━━━ EXERCISE INPUT ━━━

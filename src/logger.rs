//! Logging setup built on `log` and `fern`.
//!
//! Every record goes to an in-memory buffer the UI can show; when file
//! logging is enabled the same records are also appended to
//! `<data dir>/modalist/modalist.log`.

use crate::config::LoggingConfig;
use crate::constants::MAX_LOG_ENTRIES;
use anyhow::{Context, Result};
use chrono::Local;
use std::collections::VecDeque;
use std::path::PathBuf;
use std::str::FromStr;
use std::sync::{Arc, Mutex};

/// One buffered record
#[derive(Debug, Clone)]
struct LogEntry {
    level: log::Level,
    line: String,
}

/// Shared logger that can be used across the application
#[derive(Clone)]
pub struct Logger {
    logs: Arc<Mutex<VecDeque<LogEntry>>>,
    level: log::LevelFilter,
    file_path: Option<PathBuf>,
}

impl Logger {
    pub fn new() -> Self {
        Self {
            logs: Arc::new(Mutex::new(VecDeque::new())),
            level: log::LevelFilter::Info,
            file_path: None,
        }
    }

    /// Build a logger from configuration without installing it
    pub fn from_config(config: &LoggingConfig) -> Result<Self> {
        let level = log::LevelFilter::from_str(&config.level)
            .with_context(|| format!("Invalid logging level '{}'", config.level))?;
        let file_path = if config.enabled {
            Some(Self::get_log_file_path()?)
        } else {
            None
        };

        Ok(Self {
            logs: Arc::new(Mutex::new(VecDeque::new())),
            level,
            file_path,
        })
    }

    pub fn is_enabled(&self) -> bool {
        self.file_path.is_some()
    }

    pub fn level(&self) -> log::LevelFilter {
        self.level
    }

    /// Install as the global `log` backend. Can only succeed once per process.
    pub fn install(&self) -> Result<()> {
        let memory = self.clone();
        let mut dispatch = fern::Dispatch::new()
            .format(|out, message, record| {
                out.finish(format_args!("[{}] {} {}", record.level(), record.target(), message))
            })
            .level(self.level)
            .chain(fern::Output::call(move |record| {
                memory.push(record.level(), record.args().to_string());
            }));

        if let Some(path) = &self.file_path {
            if let Some(parent) = path.parent() {
                std::fs::create_dir_all(parent)
                    .with_context(|| format!("Failed to create log directory: {}", parent.display()))?;
            }
            let file = fern::log_file(path).with_context(|| format!("Failed to open log file: {}", path.display()))?;
            dispatch = dispatch.chain(
                fern::Dispatch::new()
                    .format(|out, message, _record| {
                        out.finish(format_args!("{} {}", Local::now().format("%Y-%m-%d %H:%M:%S%.3f"), message))
                    })
                    .chain(file),
            );
        }

        dispatch.apply().context("A global logger is already installed")?;
        Ok(())
    }

    /// Add an info-level entry
    pub fn log(&self, message: String) {
        self.push(log::Level::Info, message);
    }

    /// Buffer an entry, dropping the oldest once the buffer is full
    fn push(&self, level: log::Level, message: String) {
        let timestamp = Local::now().format("%H:%M:%S%.3f").to_string();
        let line = format!("[{}] {}", timestamp, message);

        if let Ok(mut logs) = self.logs.lock() {
            if logs.len() >= MAX_LOG_ENTRIES {
                logs.pop_front();
            }
            logs.push_back(LogEntry { level, line });
        }
    }

    /// Get all logs sorted by date (newest first)
    pub fn get_logs(&self) -> Vec<String> {
        if let Ok(logs) = self.logs.lock() {
            logs.iter().rev().map(|entry| entry.line.clone()).collect()
        } else {
            Vec::new()
        }
    }

    /// Newest entry at `level` or more severe
    pub fn latest_at(&self, level: log::Level) -> Option<String> {
        let logs = self.logs.lock().ok()?;
        logs.iter().rev().find(|entry| entry.level <= level).map(|entry| entry.line.clone())
    }

    /// Location of the log file used when file logging is enabled
    pub fn get_log_file_path() -> Result<PathBuf> {
        dirs::data_local_dir()
            .ok_or_else(|| anyhow::anyhow!("Could not determine data directory"))
            .map(|dir| dir.join("modalist").join("modalist.log"))
    }
}

impl Default for Logger {
    fn default() -> Self {
        Self::new()
    }
}
impl DocumentState {
    fn new() -> Self {
        Self {
            nodes: vec![Slot {
                generation: 0,
                node: Some(Node::new("body")),
            }],
            free: Vec::new(),
            body: NodeId {
                index: 0,
                generation: 0,
            },
            focused: None,
            scroll: ScrollState::default(),
            portals: HashMap::new(),
            key_listeners: Vec::new(),
            next_listener: 0,
        }
    }

    fn node(&self, id: NodeId) -> Result<&Node, DocumentError> {
        self.nodes
            .get(id.index)
            .filter(|slot| slot.generation == id.generation)
            .and_then(|slot| slot.node.as_ref())
            .ok_or(DocumentError::NodeNotFound(id))
    }

    fn node_mut(&mut self, id: NodeId) -> Result<&mut Node, DocumentError> {
        self.nodes
            .get_mut(id.index)
            .filter(|slot| slot.generation == id.generation)
            .and_then(|slot| slot.node.as_mut())
            .ok_or(DocumentError::NodeNotFound(id))
    }

    fn insert(&mut self, node: Node) -> NodeId {
        if let Some(index) = self.free.pop() {
            let slot = &mut self.nodes[index];
            slot.node = Some(node);
            return NodeId {
                index,
                generation: slot.generation,
            };
        }
        self.nodes.push(Slot {
            generation: 0,
            node: Some(node),
        });
        NodeId {
            index: self.nodes.len() - 1,
            generation: 0,
        }
    }

    /// Empties a slot and hands it back for reuse
    fn take(&mut self, id: NodeId) -> Option<Node> {
        let slot = self.nodes.get_mut(id.index).filter(|slot| slot.generation == id.generation)?;
        let node = slot.node.take()?;
        slot.generation = slot.generation.wrapping_add(1);
        self.free.push(id.index);
        Some(node)
    }

    /// Slots currently holding a node
    fn live_nodes(&self) -> usize {
        self.nodes.iter().filter(|slot| slot.node.is_some()).count()
    }

    fn next_listener_id(&mut self) -> ListenerId {
        self.next_listener += 1;
        ListenerId(self.next_listener)
    }

    /// True when `node` is `ancestor` or sits somewhere below it
    fn is_inclusive_ancestor(&self, ancestor: NodeId, node: NodeId) -> bool {
        let mut cursor = Some(node);
        while let Some(current) = cursor {
            if current == ancestor {
                return true;
            }
            cursor = self.node(current).ok().and_then(|n| n.parent);
        }
        false
    }

    fn is_attached(&self, id: NodeId) -> bool {
        self.node(id).is_ok() && self.is_inclusive_ancestor(self.body, id)
    }

    /// Target first, body last
    fn ancestors_inclusive(&self, id: NodeId) -> Vec<NodeId> {
        let mut path = Vec::new();
        let mut cursor = Some(id);
        while let Some(current) = cursor {
            path.push(current);
            cursor = self.node(current).ok().and_then(|n| n.parent);
        }
        path
    }

    fn preorder(&self, root: NodeId) -> Vec<NodeId> {
        let mut order = Vec::new();
        let mut stack = vec![root];
        while let Some(current) = stack.pop() {
            if let Ok(node) = self.node(current) {
                order.push(current);
                stack.extend(node.children.iter().rev().copied());
            }
        }
        order
    }

    fn element_by_id(&self, element_id: &str) -> Option<NodeId> {
        self.preorder(self.body).into_iter().find(|id| {
            self.node(*id)
                .map(|n| n.attributes.get("id").map(String::as_str) == Some(element_id))
                .unwrap_or(false)
        })
    }

    fn link(&mut self, parent: NodeId, child: NodeId) {
        if let Ok(node) = self.node_mut(child) {
            node.parent = Some(parent);
        }
        if let Ok(node) = self.node_mut(parent) {
            node.children.push(child);
        }
    }

    fn detach(&mut self, child: NodeId) {
        let parent = self.node_mut(child).ok().and_then(|n| n.parent.take());
        if let Some(parent) = parent {
            if let Ok(node) = self.node_mut(parent) {
                node.children.retain(|c| *c != child);
            }
        }
    }

    fn append_child(&mut self, parent: NodeId, child: NodeId) -> Result<(), DocumentError> {
        self.node(parent)?;
        self.node(child)?;
        if self.is_inclusive_ancestor(child, parent) {
            return Err(DocumentError::CycleDetected { parent, child });
        }
        self.detach(child);
        self.link(parent, child);
        Ok(())
    }

    fn build(&mut self, spec: &ElementSpec) -> NodeId {
        let mut node = Node::new(&spec.tag);
        node.attributes = spec.attributes.clone();
        node.add_classes(&spec.classes);
        node.text = spec.text.clone();
        let id = self.insert(node);
        for child_spec in &spec.children {
            let child = self.build(child_spec);
            self.link(id, child);
        }
        id
    }

    fn remove_subtree(&mut self, id: NodeId) -> Result<(), DocumentError> {
        if id == self.body {
            return Err(DocumentError::RootRemoval);
        }
        self.node(id)?;
        self.detach(id);
        let mut stack = vec![id];
        while let Some(current) = stack.pop() {
            if let Some(node) = self.take(current) {
                stack.extend(node.children);
            }
            if self.focused == Some(current) {
                self.focused = None;
            }
        }
        Ok(())
    }

    pub(crate) fn remove_listener(&mut self, id: ListenerId, slot: ListenerSlot) {
        match slot {
            ListenerSlot::Key => self.key_listeners.retain(|(listener, _)| *listener != id),
            ListenerSlot::Click(node) => {
                if let Ok(node) = self.node_mut(node) {
                    node.click_handlers.retain(|(handler, _)| *handler != id);
                }
            }
        }
    }

    fn create_anchor(&mut self, anchor_id: &str) -> NodeId {
        let mut node = Node::new("div");
        node.attributes.insert("id".to_string(), anchor_id.to_string());
        let id = self.insert(node);
        let body = self.body;
        self.link(body, id);
        id
    }

    fn acquire_portal(&mut self, anchor_id: &str) -> NodeId {
        if let Some(existing) = self.portals.get(anchor_id).map(|entry| entry.node) {
            let node = if self.is_attached(existing) {
                existing
            } else {
                log::warn!("Portal anchor '{}' was removed externally, recreating it", anchor_id);
                self.create_anchor(anchor_id)
            };
            if let Some(entry) = self.portals.get_mut(anchor_id) {
                if entry.node != node {
                    entry.node = node;
                    entry.owned = true;
                }
                entry.refs += 1;
            }
            return node;
        }

        let (node, owned) = match self.element_by_id(anchor_id) {
            Some(node) => (node, false),
            None => (self.create_anchor(anchor_id), true),
        };
        self.portals.insert(anchor_id.to_string(), PortalEntry { node, refs: 1, owned });
        node
    }

    pub(crate) fn release_portal(&mut self, anchor_id: &str) {
        let Some(entry) = self.portals.get_mut(anchor_id) else {
            return;
        };
        entry.refs = entry.refs.saturating_sub(1);
        if entry.refs > 0 {
            return;
        }
        if let Some(entry) = self.portals.remove(anchor_id) {
            if entry.owned && self.node(entry.node).is_ok() {
                let _ = self.remove_subtree(entry.node);
                log::debug!("Removed portal anchor '{}'", anchor_id);
            }
        }
    }
}

/// Shared handle to a document.
#[derive(Clone)]
pub struct Document {
    state: Rc<RefCell<DocumentState>>,
}

impl Default for Document {
    fn default() -> Self {
        Self::new()
    }
}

━━━

TASK DESCRIPTION: Give the number of lines in the entries above that include the string "None". No other output is expected.

RESULT BELOW: 5